◆ EXERCISE DESCRIPTION
How many lines in the records below hold the string "Lazy"? Answer with the number alone.
* * * * * * * * *
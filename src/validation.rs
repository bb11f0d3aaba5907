//! Form validation
//!
//! Presence and email format are declared on the form types with
//! `#[derive(Validate)]`; the checks here add parsing, date ordering and the
//! past-date rule. Failures are collected into a [`FieldErrors`] map keyed by
//! the form's field names (`serialNumber`, `warrantyExpiry`, ...) so the
//! presentation layer can show each message next to its input. On success the
//! typed request is returned.

use std::str::FromStr;

use chrono::NaiveDate;
use indexmap::IndexMap;
use once_cell::sync::Lazy;
use regex::Regex;
use serde::{Serialize, Serializer};
use validator::{Validate, ValidationError};

use crate::models::{
    AssetForm, AssetType, Assignment, AssignmentForm, CreateAsset, CreateEmployee, Department,
    EmployeeForm, Role,
};

pub(crate) static EMAIL_RE: Lazy<Regex> = Lazy::new(|| Regex::new(r"\S+@\S+\.\S+").expect("valid email regex"));

const DATE_FORMAT: &str = "%Y-%m-%d";

/// (struct field, form field) in the order the dialog shows them
const ASSET_FIELDS: &[(&str, &str)] = &[
    ("name", "name"),
    ("asset_type", "type"),
    ("serial_number", "serialNumber"),
    ("purchase_date", "purchaseDate"),
    ("warranty_expiry", "warrantyExpiry"),
];

const EMPLOYEE_FIELDS: &[(&str, &str)] = &[
    ("name", "name"),
    ("email", "email"),
    ("department", "department"),
    ("role", "role"),
];

const ASSIGNMENT_FIELDS: &[(&str, &str)] = &[
    ("employee_name", "employeeName"),
    ("department", "department"),
    ("assignment_date", "assignmentDate"),
];

#[derive(Debug, Clone, PartialEq, Eq)]
struct FieldError {
    code: &'static str,
    message: String,
}

/// Field name to message, in form order. Empty means the form is acceptable.
#[derive(Debug, Clone, Default, PartialEq, Eq)]
pub struct FieldErrors(IndexMap<&'static str, FieldError>);

impl FieldErrors {
    /// Record a failure; a later rule on the same field replaces the earlier message
    pub fn add(&mut self, field: &'static str, code: &'static str, message: impl Into<String>) {
        self.0.insert(
            field,
            FieldError {
                code,
                message: message.into(),
            },
        );
    }

    pub fn is_empty(&self) -> bool {
        self.0.is_empty()
    }

    pub fn len(&self) -> usize {
        self.0.len()
    }

    pub fn contains(&self, field: &str) -> bool {
        self.0.contains_key(field)
    }

    pub fn get(&self, field: &str) -> Option<&str> {
        self.0.get(field).map(|e| e.message.as_str())
    }

    pub fn code(&self, field: &str) -> Option<&'static str> {
        self.0.get(field).map(|e| e.code)
    }

    pub fn fields(&self) -> impl Iterator<Item = &'static str> + '_ {
        self.0.keys().copied()
    }

    pub fn iter(&self) -> impl Iterator<Item = (&'static str, &str)> + '_ {
        self.0.iter().map(|(k, v)| (*k, v.message.as_str()))
    }
}

impl std::fmt::Display for FieldErrors {
    fn fmt(&self, f: &mut std::fmt::Formatter<'_>) -> std::fmt::Result {
        let parts: Vec<String> = self.iter().map(|(k, v)| format!("{}: {}", k, v)).collect();
        write!(f, "{}", parts.join("; "))
    }
}

impl Serialize for FieldErrors {
    fn serialize<S: Serializer>(&self, serializer: S) -> Result<S::Ok, S::Error> {
        serializer.collect_map(self.iter())
    }
}

// ---------------------------------------------------------------------------
// Field helpers
// ---------------------------------------------------------------------------

/// Whitespace-only input counts as missing
pub(crate) fn not_blank(value: &str) -> Result<(), ValidationError> {
    if value.trim().is_empty() {
        return Err(ValidationError::new("required"));
    }
    Ok(())
}

/// Run the form's declared rules and key the failures by form field.
/// A missing value wins over a format failure on the same field.
fn declared<F: Validate>(form: &F, fields: &[(&'static str, &'static str)]) -> FieldErrors {
    let mut errors = FieldErrors::default();
    let Err(failed) = form.validate() else {
        return errors;
    };
    let by_field = failed.field_errors();
    for &(struct_field, form_field) in fields {
        let Some(found) = by_field.get(struct_field) else {
            continue;
        };
        let Some(error) = found.iter().find(|e| e.code == "required").or_else(|| found.first()) else {
            continue;
        };
        let code = match error.code.as_ref() {
            "required" => "required",
            "format" => "format",
            _ => "invalid",
        };
        let message = error.message.as_deref().unwrap_or("Value is invalid");
        errors.add(form_field, code, message);
    }
    errors
}

/// Trimmed value of a field that passed the declared rules
fn accepted(errors: &FieldErrors, field: &str, value: &str) -> Option<String> {
    if errors.contains(field) {
        None
    } else {
        Some(value.trim().to_string())
    }
}

fn parsed<T: FromStr>(errors: &mut FieldErrors, field: &'static str, value: &str, invalid: &str) -> Option<T> {
    let value = accepted(errors, field, value)?;
    match value.parse() {
        Ok(parsed) => Some(parsed),
        Err(_) => {
            errors.add(field, "invalid", invalid);
            None
        }
    }
}

fn parsed_date(errors: &mut FieldErrors, field: &'static str, value: &str, invalid: &str) -> Option<NaiveDate> {
    let value = accepted(errors, field, value)?;
    match NaiveDate::parse_from_str(&value, DATE_FORMAT) {
        Ok(date) => Some(date),
        Err(_) => {
            errors.add(field, "invalid", invalid);
            None
        }
    }
}

pub fn is_valid_email(email: &str) -> bool {
    EMAIL_RE.is_match(email)
}

// ---------------------------------------------------------------------------
// Forms
// ---------------------------------------------------------------------------

/// Validate the add/edit asset dialog
pub fn check_asset(form: &AssetForm) -> Result<CreateAsset, FieldErrors> {
    let mut errors = declared(form, ASSET_FIELDS);

    let name = accepted(&errors, "name", &form.name);
    let asset_type = parsed::<AssetType>(&mut errors, "type", &form.asset_type, "Asset type is invalid");
    let serial_number = accepted(&errors, "serialNumber", &form.serial_number);
    let purchase_date = parsed_date(&mut errors, "purchaseDate", &form.purchase_date, "Purchase date is invalid");
    let warranty_expiry = parsed_date(
        &mut errors,
        "warrantyExpiry",
        &form.warranty_expiry,
        "Warranty expiry date is invalid",
    );

    if let (Some(purchase), Some(expiry)) = (purchase_date, warranty_expiry) {
        if expiry <= purchase {
            errors.add("warrantyExpiry", "date_order", "Warranty expiry must be after purchase date");
        }
    }

    match (name, asset_type, serial_number, purchase_date, warranty_expiry) {
        (Some(name), Some(asset_type), Some(serial_number), Some(purchase_date), Some(warranty_expiry))
            if errors.is_empty() =>
        {
            Ok(CreateAsset {
                name,
                asset_type,
                serial_number,
                purchase_date,
                warranty_expiry,
            })
        }
        _ => Err(errors),
    }
}

/// Validate the add/edit employee dialog
pub fn check_employee(form: &EmployeeForm) -> Result<CreateEmployee, FieldErrors> {
    let mut errors = declared(form, EMPLOYEE_FIELDS);

    let name = accepted(&errors, "name", &form.name);
    let email = accepted(&errors, "email", &form.email);
    let department = parsed::<Department>(&mut errors, "department", &form.department, "Department is invalid");
    let role = parsed::<Role>(&mut errors, "role", &form.role, "Role is invalid");

    match (name, email, department, role) {
        (Some(name), Some(email), Some(department), Some(role)) if errors.is_empty() => Ok(CreateEmployee {
            name,
            email,
            department,
            role,
        }),
        _ => Err(errors),
    }
}

/// Validate the assignment dialog. `today` is the current calendar date.
pub fn check_assignment(form: &AssignmentForm, today: NaiveDate) -> Result<Assignment, FieldErrors> {
    let mut errors = declared(form, ASSIGNMENT_FIELDS);

    let employee_name = accepted(&errors, "employeeName", &form.employee_name);
    let department = parsed::<Department>(&mut errors, "department", &form.department, "Department is invalid");
    let assignment_date = parsed_date(
        &mut errors,
        "assignmentDate",
        &form.assignment_date,
        "Assignment date is invalid",
    )
    .and_then(|date| {
        if date < today {
            errors.add("assignmentDate", "past_date", "Assignment date cannot be in the past");
            None
        } else {
            Some(date)
        }
    });

    match (employee_name, department, assignment_date) {
        (Some(employee_name), Some(department), Some(assignment_date)) if errors.is_empty() => Ok(Assignment {
            employee_name,
            department,
            assignment_date,
        }),
        _ => Err(errors),
    }
}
* * * * * * * * *
◆ ANSWER SECTION
2